● **Your goal**:
Beginning with the first line, please return the entries exactly through the line that contains "pub fn update(&mut", and leave out all later lines.

=== Section Start ===

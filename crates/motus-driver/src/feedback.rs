//! 电机反馈缓存
//!
//! 后台接收线程是唯一写入方；控制循环按值拷贝读出，
//! 不跨层共享引用。

/// 总线上最多支持的节点数（节点号 1..=8）
pub const MAX_NODES: usize = 8;

/// 单个电机的最新反馈快照
#[derive(Debug, Clone, Copy, Default, PartialEq)]
pub struct MotorFeedback {
    /// 位置估计（rad 或圈，随控制器配置）
    pub position: f32,
    /// 速度估计
    pub velocity: f32,
    /// 力矩估计
    pub torque: f32,
    /// 当前轴状态机状态
    pub axis_state: u8,
    /// 电机是否上电闭环
    pub motor_armed: bool,
    /// 故障字（无故障为 0）
    pub fault_code: u64,
    /// 最后一次更新的时间戳（µs，0 表示从未收到反馈）
    pub last_update_us: u64,
}

/// 全部节点的反馈缓存
#[derive(Debug, Default)]
pub struct FeedbackCache {
    nodes: [MotorFeedback; MAX_NODES],
}

impl FeedbackCache {
    pub fn new() -> Self {
        Self::default()
    }

    /// 读出节点反馈的拷贝；节点号超出 1..=8 返回 None
    pub fn get(&self, node_id: u8) -> Option<MotorFeedback> {
        if (1..=MAX_NODES as u8).contains(&node_id) {
            Some(self.nodes[(node_id - 1) as usize])
        } else {
            None
        }
    }

    /// 原位更新节点反馈；节点号非法时静默忽略
    pub fn update(&mut self, node_id: u8, f: impl FnOnce(&mut MotorFeedback)) {
        if (1..=MAX_NODES as u8).contains(&node_id) {
            f(&mut self.nodes[(node_id - 1) as usize]);
        }
    }
}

=== Section End ===

● **Solution for this task**:
filename crates/motus-driver/src/feedback.rs
//! 电机反馈缓存
//!
//! 后台接收线程是唯一写入方；控制循环按值拷贝读出，
//! 不跨层共享引用。

/// 总线上最多支持的节点数（节点号 1..=8）
pub const MAX_NODES: usize = 8;

/// 单个电机的最新反馈快照
#[derive(Debug, Clone, Copy, Default, PartialEq)]
pub struct MotorFeedback {
    /// 位置估计（rad 或圈，随控制器配置）
    pub position: f32,
    /// 速度估计
    pub velocity: f32,
    /// 力矩估计
    pub torque: f32,
    /// 当前轴状态机状态
    pub axis_state: u8,
    /// 电机是否上电闭环
    pub motor_armed: bool,
    /// 故障字（无故障为 0）
    pub fault_code: u64,
    /// 最后一次更新的时间戳（µs，0 表示从未收到反馈）
    pub last_update_us: u64,
}

/// 全部节点的反馈缓存
#[derive(Debug, Default)]
pub struct FeedbackCache {
    nodes: [MotorFeedback; MAX_NODES],
}

impl FeedbackCache {
    pub fn new() -> Self {
        Self::default()
    }

    /// 读出节点反馈的拷贝；节点号超出 1..=8 返回 None
    pub fn get(&self, node_id: u8) -> Option<MotorFeedback> {
        if (1..=MAX_NODES as u8).contains(&node_id) {
            Some(self.nodes[(node_id - 1) as usize])
        } else {
            None
        }
    }

    /// 原位更新节点反馈；节点号非法时静默忽略
    pub fn update(&mut self, node_id: u8, f: impl FnOnce(&mut MotorFeedback)) {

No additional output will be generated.